Николай Николаевич Ефимов родился в 1905 г. в дворянской семье в Царском Селе. О его родителях почти ничего не известно; по словам друзей и сослуживцев, Николай Николаевич не любил о них рассказывать. Он вообще был замкнутым и немногословным человеком и при этом восхищал своей неисчерпаемой памятью.
В положенное время родители отдали мальчика в Николаевскую мужскую классическую гимназию, переименованную после революции 1917 г. в 1-ю трудовую школу. Сегодня на мемориальной доске, висящей на стене здания, выбиты фамилии прославленного директора и знаменитых учеников, в том числе Н.Н. Ефимова:
«В этом здании бывшей Николаевской мужской классической гимназии в 1896–1905 годы жил и работал выдающийся русский поэт и педагог Иннокентий Федорович Анненский. Здесь учились поэты Н. Гумилев, Н. Оцуп, Г. Раевский (Оцуп), В. Кривич, Д. Кленовский, Вс. Рождественский, искусствовед Н. Пунин, стратонавт А. Васенко, географы В. Визе, М. Павлов, врачи М. Глазунов, П. Светлов, композитор В. Дешевов, деятели театра и кино: Н. Акимов, В. Горданов, И. Гольдберг, Ю. Свирин, О. Иванов, Н. Ефимов, Р. Мирвис».
Учеба в школе совпала с тяжелыми, переломными для всей страны годами. Царскому Селу, где располагалась царская резиденция, суждено было испытать и ужасы революционных событий, и последовавшие вслед за ними дни Гражданской войны. О них вспоминала царскоселка Людмила Алексеевна Баранова (Зегжда), с детства знакомая с Н.Н. Ефимовым: «В нашей квартире было шесть комнат и большая кухня. Вот эта кухня и стала прибежищем для всей семьи, т. к. дров для отопления всей квартиры не было. На кухне готовили, ели, купались в корыте, а спать уходили в комнаты и ложились в “ледяные” постели. Там на кухне мы и встретили 1920 год. Я впервые участвовала в традиционной встрече Нового года, оставшейся от старого доброго времени, но год начинался недобрый… Можно ли сказать, что мы голодали? Бабушка выдумывала разные “форшмаки” из картофельной шелухи и селедочных голов, лакомством были лепешки из кофейной гущи на сахарине»[78].

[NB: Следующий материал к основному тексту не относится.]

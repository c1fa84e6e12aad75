//! Configuration for the sync engine.

use entisync_protocol::Scope;

/// How batches are bracketed in transactions.
#[derive(Debug, Clone, Copy, PartialEq, Eq, Default)]
pub enum TransactionMode {
    /// One transaction for the whole run.
    #[default]
    Single,
    /// One transaction per batch, committed before the next batch starts.
    Multiple,
    /// No transactions; batches are applied as plain job groups.
    None,
}

/// Configuration for one sync run.
#[derive(Debug, Clone)]
pub struct SyncConfig {
    /// The set of local entities being mirrored.
    pub scope: Scope,
    /// Number of remote entities applied per batch.
    pub batch_size: usize,
    /// Transaction bracketing of batches.
    pub transaction_mode: TransactionMode,
    /// Whether the producer delivers in several chunks.
    ///
    /// Without streaming, the first delivery is also the last.
    pub streaming: bool,
    /// Whether reaching the declared total implies delivery done.
    pub auto_delivery_done: bool,
}

impl SyncConfig {
    /// Creates a configuration for `scope`.
    pub fn new(scope: Scope) -> Self {
        Self {
            scope,
            batch_size: 10,
            transaction_mode: TransactionMode::Single,
            streaming: false,
            auto_delivery_done: true,
        }
    }

    /// Sets the batch size. Zero is treated as one.
    #[must_use]
    pub fn with_batch_size(mut self, batch_size: usize) -> Self {
        self.batch_size = batch_size.max(1);
        self
    }

    /// Sets the transaction mode.
    #[must_use]
    pub fn with_transaction_mode(mut self, mode: TransactionMode) -> Self {
        self.transaction_mode = mode;
        self
    }

    /// Enables streaming delivery.
    #[must_use]
    pub fn with_streaming(mut self, streaming: bool) -> Self {
        self.streaming = streaming;
        self
    }

    /// Sets whether reaching the declared total implies delivery done.
    #[must_use]
    pub fn with_auto_delivery_done(mut self, enabled: bool) -> Self {
        self.auto_delivery_done = enabled;
        self
    }
}

#[cfg(test)]
mod tests {
    use super::*;
    use entisync_protocol::{EntityKind, LocalId};

    #[test]
    fn test_defaults() {
        let config = SyncConfig::new(Scope::items_in(LocalId(1)));
        assert_eq!(config.batch_size, 10);
        assert_eq!(config.transaction_mode, TransactionMode::Single);
        assert!(!config.streaming);
        assert!(config.auto_delivery_done);
    }

    #[test]
    fn test_builder() {
        let config = SyncConfig::new(Scope::all(EntityKind::Tag))
            .with_batch_size(0)
            .with_transaction_mode(TransactionMode::Multiple)
            .with_streaming(true)
            .with_auto_delivery_done(false);
        assert_eq!(config.batch_size, 1);
        assert_eq!(config.transaction_mode, TransactionMode::Multiple);
        assert!(config.streaming);
        assert!(!config.auto_delivery_done);
    }
}
//! Correlation tags.

use serde::{Deserialize, Serialize};
use std::fmt;

/// Correlation number stamped on a request and echoed on its responses.
///
/// Tags are plumbing only; they carry no domain meaning.
#[derive(Debug, Clone, Copy, PartialEq, Eq, Hash, PartialOrd, Ord, Serialize, Deserialize)]
#[serde(transparent)]
pub struct Tag(pub u64);

impl Tag {
    /// Returns the raw value.
    #[must_use]
    pub const fn as_u64(self) -> u64 {
        self.0
    }
}

impl fmt::Display for Tag {
    fn fmt(&self, f: &mut fmt::Formatter<'_>) -> fmt::Result {
        write!(f, "#{}", self.0)
    }
}

/// Hands out tags that are unique for the allocator's lifetime.
#[derive(Debug)]
pub struct TagAllocator {
    next: u64,
}

impl TagAllocator {
    /// Creates an allocator whose first tag is 1.
    pub fn new() -> Self {
        Self { next: 1 }
    }

    /// Returns the next tag.
    pub fn next_tag(&mut self) -> Tag {
        let tag = Tag(self.next);
        self.next += 1;
        tag
    }
}

impl Default for TagAllocator {
    fn default() -> Self {
        Self::new()
    }
}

Можно предположить, что обстановка в доме Ефимовых мало отличалась от той, о которой рассказано в заметке Л. Барановой. Между тем большая и дружная семья Зегжда, славившаяся своим гостеприимством, фортепианными вечерами, веселыми детскими праздниками, привлекала молодого Николая Ефимова. Он стал частым гостем в их доме.
По допросу от 8 апреля 1932 года видно, что Ефимов был очень напуган арестом, поэтому рассказывал о дружественной семье Зегжда, приводя очень опасные сведения и ложные факты, новые и новые фамилии.
С Бронниковым М.Д., организатором и идеологом «Безымянного клуба», я познакомился в семье Зегжда.
С семьей, которая живет в Детском Селе постоянно, я знаком еще с очень давних времен – со школьной скамьи. Семья Зегжда – чрезвычайно оригинальная семья, по нашим временам. Это крайние реакционеры, чрезвычайно гордящиеся своим потомственным дворянством и сохранившие зверскую ненависть ко всему новому, ко всему советскому. Во время моих регулярных и весьма частых посещений этой семьи (сейчас я там не бываю) я имел возможность наблюдать следующее: каждую субботу к ним в Детское собирались все четыре брата Зегжда со своими семьями, а также собиралось еще много другого народа. Бывало и много молодежи, которая обосабливалась в свой кружок.
Из молодежи там бывали: Тихонравова, Дидерикс – сын фабриканта, Брандорф, Бронников и другие. Старики, т. е. взрослые, обособлялись также в свой кружок, проводя чаще всего время за картами. Дом Зегжда вообще жил на открытую ногу, и там я постоянно встречал новых лиц. Разговоры, ведущиеся постоянно в этом доме, носили крайне антисоветский, почти черносотенный характер. Особенно восторженно встречались всякие махровые анекдоты, измывающиеся над современностью. Для всех братьев Зегжда – один из них хозяин того дома, о котором я говорю, инженер (Алексей Станиславович и их… (Пропуск в тексте. – Авт.